Exercise details: Lines in the following data that contain the string "buffer" are to be counted. Report only their number.

Information given:
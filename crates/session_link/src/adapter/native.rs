//! Adapter over the C client shared library.
//!
//! The library keeps a single socket in process-global state, so it can only
//! be bound once per process. Its message callback is a bare C function
//! pointer; payloads it receives are forwarded into the inbound sink stored in
//! a process-wide cell that outlives every call the library can make.

use super::{InboundSender, TransportAdapter};
use crate::error::AdapterError;
use async_trait::async_trait;
use libloading::Library;
use once_cell::sync::OnceCell;
use std::ffi::{CStr, CString};
use std::os::raw::{c_char, c_int};
use std::path::{Path, PathBuf};
use std::sync::Arc;
use tracing::{debug, info};

type ConnectFn = unsafe extern "C" fn(*const c_char, c_int) -> c_int;
type StatusFn = unsafe extern "C" fn() -> c_int;
type SendFn = unsafe extern "C" fn(*const c_char) -> c_int;
type IsConnectedFn = unsafe extern "C" fn() -> bool;
type MessageCallback = extern "C" fn(*const c_char);
type SetCallbackFn = unsafe extern "C" fn(Option<MessageCallback>);

/// Path the library was loaded from. Set at most once per process.
static LOADED_FROM: OnceCell<PathBuf> = OnceCell::new();

/// Sink the C callback forwards into. Never reclaimed.
static NATIVE_SINK: OnceCell<InboundSender> = OnceCell::new();

extern "C" fn deliver_native_message(message: *const c_char) {
    if message.is_null() {
        return;
    }
    // SAFETY: the library passes a NUL-terminated buffer that stays valid for
    // the duration of the callback.
    let text = unsafe { CStr::from_ptr(message) }.to_string_lossy().into_owned();
    if text.is_empty() {
        return;
    }
    if let Some(sink) = NATIVE_SINK.get() {
        let _ = sink.send(text);
    }
}

/// Resolved entry points of the client library.
#[derive(Debug, Clone, Copy)]
struct NativeApi {
    connect: ConnectFn,
    disconnect: StatusFn,
    send_json: SendFn,
    is_connected: IsConnectedFn,
    process_messages: StatusFn,
    set_message_callback: SetCallbackFn,
}

impl NativeApi {
    /// # Safety
    ///
    /// The symbols must have the C signatures declared above.
    unsafe fn resolve(library: &Library) -> Result<Self, AdapterError> {
        unsafe fn symbol<T: Copy>(library: &Library, name: &[u8]) -> Result<T, AdapterError> {
            library.get::<T>(name).map(|symbol| *symbol).map_err(|e| {
                let printable = String::from_utf8_lossy(name.strip_suffix(b"\0").unwrap_or(name));
                AdapterError::Library(format!("missing symbol {printable}: {e}"))
            })
        }

        Ok(Self {
            connect: symbol(library, b"client_connect\0")?,
            disconnect: symbol(library, b"client_disconnect\0")?,
            send_json: symbol(library, b"client_send_json\0")?,
            is_connected: symbol(library, b"client_is_connected\0")?,
            process_messages: symbol(library, b"client_process_messages\0")?,
            set_message_callback: symbol(library, b"client_set_message_callback\0")?,
        })
    }
}

/// Transport backed by `libclient.so` (or the platform equivalent).
#[derive(Debug)]
pub struct NativeAdapter {
    api: NativeApi,
    path: PathBuf,
    library: Arc<Library>,
}

impl NativeAdapter {
    /// Loads the client library and resolves its entry points.
    ///
    /// # Errors
    ///
    /// * [`AdapterError::Library`] if the file is missing, cannot be opened,
    ///   or lacks one of the required symbols
    /// * [`AdapterError::AlreadyLoaded`] if a library was already bound in
    ///   this process
    pub fn load(path: impl AsRef<Path>) -> Result<Self, AdapterError> {
        let path = path.as_ref();
        if let Some(existing) = LOADED_FROM.get() {
            debug!("Client library already loaded from {}", existing.display());
            return Err(AdapterError::AlreadyLoaded);
        }
        if !path.exists() {
            return Err(AdapterError::Library(format!(
                "C client library not found: {}",
                path.display()
            )));
        }

        // SAFETY: loading runs the library's initializers; the client library
        // has none beyond zeroing its statics.
        let library = unsafe { Library::new(path) }
            .map_err(|e| AdapterError::Library(format!("{}: {e}", path.display())))?;
        // SAFETY: the declared signatures match the client library's header.
        let api = unsafe { NativeApi::resolve(&library)? };

        LOADED_FROM
            .set(path.to_path_buf())
            .map_err(|_| AdapterError::AlreadyLoaded)?;
        info!("✅ C client library loaded: {}", path.display());

        Ok(Self {
            api,
            path: path.to_path_buf(),
            library: Arc::new(library),
        })
    }

    pub fn path(&self) -> &Path {
        &self.path
    }

    /// Runs a potentially blocking library call on the blocking pool while
    /// keeping the library mapped.
    async fn blocking<F>(&self, call: F) -> Result<i32, AdapterError>
    where
        F: FnOnce() -> c_int + Send + 'static,
    {
        let library = Arc::clone(&self.library);
        tokio::task::spawn_blocking(move || {
            let _mapped = library;
            call()
        })
        .await
        .map_err(|e| AdapterError::Worker(e.to_string()))
    }
}

#[async_trait]
impl TransportAdapter for NativeAdapter {
    async fn connect(&self, host: &str, port: u16) -> Result<i32, AdapterError> {
        let host = CString::new(host)
            .map_err(|_| AdapterError::InvalidArgument(format!("host contains NUL: {host:?}")))?;
        let connect = self.api.connect;
        // SAFETY: `host` is moved into the closure and outlives the call.
        self.blocking(move || unsafe { connect(host.as_ptr(), c_int::from(port)) })
            .await
    }

    async fn disconnect(&self) -> Result<i32, AdapterError> {
        // SAFETY: no arguments; closing the socket does not block.
        Ok(unsafe { (self.api.disconnect)() })
    }

    async fn send(&self, payload: &str) -> Result<i32, AdapterError> {
        let payload = CString::new(payload)
            .map_err(|_| AdapterError::InvalidArgument("payload contains NUL".to_string()))?;
        let send_json = self.api.send_json;
        // SAFETY: `payload` is moved into the closure and outlives the call.
        self.blocking(move || unsafe { send_json(payload.as_ptr()) })
            .await
    }

    fn is_connected(&self) -> Result<bool, AdapterError> {
        // SAFETY: reads a flag.
        Ok(unsafe { (self.api.is_connected)() })
    }

    async fn pump_messages(&self) -> Result<i32, AdapterError> {
        // SAFETY: non-blocking receive; callbacks land in `deliver_native_message`.
        Ok(unsafe { (self.api.process_messages)() })
    }

    fn register_inbound(&self, sink: InboundSender) -> Result<(), AdapterError> {
        NATIVE_SINK
            .set(sink)
            .map_err(|_| AdapterError::SinkAlreadyRegistered)?;
        // SAFETY: the callback only touches `NATIVE_SINK`, which is never dropped.
        unsafe { (self.api.set_message_callback)(Some(deliver_native_message)) };
        Ok(())
    }
}
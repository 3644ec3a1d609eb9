//! Signal handling for graceful launcher shutdown.

use tokio::signal;
use tracing::info;

/// Waits for a termination signal (SIGINT or SIGTERM on Unix, Ctrl+C
/// elsewhere).
pub async fn wait_for_shutdown_signal() -> Result<(), Box<dyn std::error::Error>> {
    #[cfg(unix)]
    {
        use signal::unix::{signal, SignalKind};

        let mut sigint = signal(SignalKind::interrupt())?;
        let mut sigterm = signal(SignalKind::terminate())?;

        tokio::select! {
            _ = sigint.recv() => (),
            _ = sigterm.recv() => ()
        }
    }

    #[cfg(not(unix))]
    signal::ctrl_c().await?;

    info!("📡 Received shutdown signal - closing the connection");
    Ok(())
}
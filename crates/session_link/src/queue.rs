//! Thread-safe FIFO buffer bridging asynchronous delivery to a polling consumer.

use std::sync::{Arc, Mutex, MutexGuard, PoisonError};

/// An opaque, already-serialized payload. The control plane never parses it.
pub type Message = String;

/// Unbounded message buffer drained wholesale by the consumer.
///
/// Cloning yields another handle to the same buffer.
#[derive(Debug, Clone, Default)]
pub struct MessageQueue {
    inner: Arc<Mutex<Vec<Message>>>,
}

impl MessageQueue {
    pub fn new() -> Self {
        Self::default()
    }

    fn lock(&self) -> MutexGuard<'_, Vec<Message>> {
        self.inner.lock().unwrap_or_else(PoisonError::into_inner)
    }

    /// Appends a single message.
    pub fn push(&self, message: impl Into<Message>) {
        self.lock().push(message.into());
    }

    /// Appends a batch under one lock so it cannot interleave with other producers.
    pub fn extend<I>(&self, messages: I)
    where
        I: IntoIterator<Item = Message>,
    {
        self.lock().extend(messages);
    }

    /// Takes every queued message, leaving the queue empty.
    ///
    /// Appends racing with the drain end up entirely in this drain or
    /// entirely in the next one.
    pub fn drain(&self) -> Vec<Message> {
        std::mem::take(&mut *self.lock())
    }

    pub fn len(&self) -> usize {
        self.lock().len()
    }

    pub fn is_empty(&self) -> bool {
        self.lock().is_empty()
    }
}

Answer to the problem: 4